//! Sequencing of the extract, transform and load stages.

use crate::config::settings::Settings;
use crate::config::source::SourceInfo;
use crate::error::EtlError;
use crate::extract::extractor::DataExtractor;
use crate::load::loader::DataLoader;
use crate::transform::transformer::DataTransformer;
use bon::bon;
use log::info;
use std::path::PathBuf;

/// Counts reported by a finished run.
#[derive(Debug, Clone, PartialEq, Eq)]
pub struct RunSummary {
    pub files_extracted: usize,
    /// Names of the tables written, in source order.
    pub tables: Vec<String>,
    pub rows_loaded: usize,
}

/// One complete ETL run: download every configured source, reshape the
/// files into one table per source and replace those tables in SQLite.
///
/// Stages run strictly one after another and the first error ends the run.
/// Downloaded files are deleted during the transform stage, so every run
/// starts from a fresh extraction.
///
/// # Examples
///
/// ```rust,no_run
/// # use bike_weather_etl::{DataExtractor, DataLoader, DataTransformer, EtlError, Pipeline};
/// # use std::path::Path;
/// # async fn run() -> Result<(), EtlError> {
/// let download_dir = Path::new("/tmp/etl");
/// let pipeline = Pipeline::builder()
///     .source_info_path("config/source_info.json")
///     .extractor(DataExtractor::new(download_dir))
///     .transformer(DataTransformer::new(download_dir))
///     .loader(DataLoader::new(Path::new("/tmp/etl/bike_weather.sqlite")))
///     .build();
/// let summary = pipeline.run().await?;
/// println!("{} rows loaded", summary.rows_loaded);
/// # Ok(())
/// # }
/// ```
pub struct Pipeline {
    source_info_path: PathBuf,
    extractor: DataExtractor,
    transformer: DataTransformer,
    loader: DataLoader,
}

#[bon]
impl Pipeline {
    /// Builds a pipeline from separately configured stages.
    #[builder]
    pub fn new(
        #[builder(into)] source_info_path: PathBuf,
        extractor: DataExtractor,
        transformer: DataTransformer,
        loader: DataLoader,
    ) -> Self {
        Self {
            source_info_path,
            extractor,
            transformer,
            loader,
        }
    }

    /// Stages reading and writing the locations in `settings`.
    pub fn from_settings(settings: &Settings) -> Self {
        Self::builder()
            .source_info_path(settings.source_info_path.clone())
            .extractor(DataExtractor::new(&settings.download_dir))
            .transformer(DataTransformer::new(&settings.download_dir))
            .loader(DataLoader::new(&settings.db_path))
            .build()
    }

    /// Runs extract, transform and load.
    ///
    /// # Errors
    ///
    /// Returns [`EtlError::NothingExtracted`] when no file was downloaded at all,
    /// otherwise the error of the stage that failed.
    pub async fn run(&self) -> Result<RunSummary, EtlError> {
        let source_info = SourceInfo::load(&self.source_info_path).await?;

        info!("Extract: data extraction from the source initiated");
        let extracted = self.extractor.extract(&source_info).await?;
        info!("Extract: data extraction from the source ended");
        if extracted.is_empty() {
            return Err(EtlError::NothingExtracted);
        }
        let files_extracted = extracted.file_count();

        info!("Transform: data transformation initiated");
        let transformed = self.transformer.transform(extracted).await?;
        info!("Transform: data transformation ended");

        info!("Load: data loading into the database initiated");
        let rows_loaded = self.loader.load(&transformed).await?;
        info!(
            "Load: data loading into the database ended ({})",
            self.loader.db_path().display()
        );

        Ok(RunSummary {
            files_extracted,
            tables: transformed
                .tables()
                .iter()
                .map(|t| t.table_name.clone())
                .collect(),
            rows_loaded,
        })
    }
}

#[cfg(test)]
mod tests {
    use super::*;
    use crate::config::error::ConfigError;
    use crate::extract::downloader::Downloader;
    use tempfile::TempDir;

    fn pipeline_in(dir: &TempDir, source_info_path: PathBuf) -> Pipeline {
        let download_dir = dir.path().join("raw");
        Pipeline::builder()
            .source_info_path(source_info_path)
            .extractor(DataExtractor::new(&download_dir))
            .transformer(DataTransformer::new(&download_dir))
            .loader(DataLoader::new(&dir.path().join("out.sqlite")))
            .build()
    }

    #[tokio::test]
    async fn test_missing_config_fails() -> Result<(), Box<dyn std::error::Error>> {
        let dir = TempDir::new()?;
        let pipeline = pipeline_in(&dir, dir.path().join("absent.json"));

        let result = pipeline.run().await;
        assert!(matches!(
            result,
            Err(EtlError::Config(ConfigError::FileNotFound(_)))
        ));
        Ok(())
    }

    #[tokio::test]
    async fn test_empty_extraction_stops_before_transform() -> Result<(), Box<dyn std::error::Error>>
    {
        let dir = TempDir::new()?;
        let config = dir.path().join("sources.json");
        std::fs::write(
            &config,
            r#"{"data_sources": [{"source_name": "Mobilithek", "data_urls": []}]}"#,
        )?;
        let pipeline = pipeline_in(&dir, config);

        let result = pipeline.run().await;
        assert!(matches!(result, Err(EtlError::NothingExtracted)));
        assert!(!dir.path().join("out.sqlite").exists());
        Ok(())
    }

    #[test]
    fn test_from_settings() {
        let settings = Settings::builder().download_dir("/tmp/raw").build();
        let pipeline = Pipeline::from_settings(&settings);
        assert_eq!(pipeline.source_info_path, settings.source_info_path);
        assert_eq!(pipeline.extractor.download_dir(), settings.download_dir.as_path());
        assert_eq!(pipeline.loader.db_path(), settings.db_path.as_path());
    }

    #[tokio::test]
    async fn test_runs_injected_stages() -> Result<(), Box<dyn std::error::Error>> {
        let dir = TempDir::new()?;
        let raw = dir.path().join("raw");
        let mut csv = String::from("Monat;Deutz\n");
        for month in [
            "Januar", "Februar", "März", "April", "Mai", "Juni", "Juli", "August",
            "September", "Oktober", "November", "Dezember",
        ] {
            csv.push_str(&format!("{};1.5\n", month));
        }
        let body = csv.into_bytes();

        let listener = tokio::net::TcpListener::bind("127.0.0.1:0").await?;
        let address = listener.local_addr()?;
        tokio::spawn(async move {
            use tokio::io::{AsyncReadExt, AsyncWriteExt};
            while let Ok((mut socket, _)) = listener.accept().await {
                let mut buf = vec![0u8; 4096];
                let _ = socket.read(&mut buf).await;
                let mut response = format!(
                    "HTTP/1.1 200 OK\r\ncontent-length: {}\r\nconnection: close\r\n\r\n",
                    body.len()
                )
                .into_bytes();
                response.extend_from_slice(&body);
                let _ = socket.write_all(&response).await;
                let _ = socket.shutdown().await;
            }
        });

        let config = dir.path().join("sources.json");
        std::fs::write(
            &config,
            format!(
                r#"{{"data_sources": [{{"source_name": "Mobilithek",
                    "data_urls": [{{"year": "2018", "url": "http://{}/2018.csv"}}]}}]}}"#,
                address
            ),
        )?;
        let client = reqwest::Client::builder().no_proxy().build()?;
        let db_path = dir.path().join("separate").join("etl.sqlite");
        let pipeline = Pipeline::builder()
            .source_info_path(config)
            .extractor(DataExtractor::with_downloader(&raw, Downloader::with_client(client)))
            .transformer(DataTransformer::new(&raw))
            .loader(DataLoader::new(&db_path))
            .build();

        let summary = pipeline.run().await?;

        assert_eq!(summary.files_extracted, 1);
        assert_eq!(summary.tables, vec!["mobilithek_bicycle_traffic"]);
        assert_eq!(summary.rows_loaded, 12);
        assert!(db_path.is_file());
        Ok(())
    }
}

* [TASK ITEM]: Only the lines that hold the word "SourceInfo" are wanted; each should be pulled from the records.

* [ANSWER SPACE]:
use crate::config::source::SourceInfo;
        let source_info = SourceInfo::load(&self.source_info_path).await?;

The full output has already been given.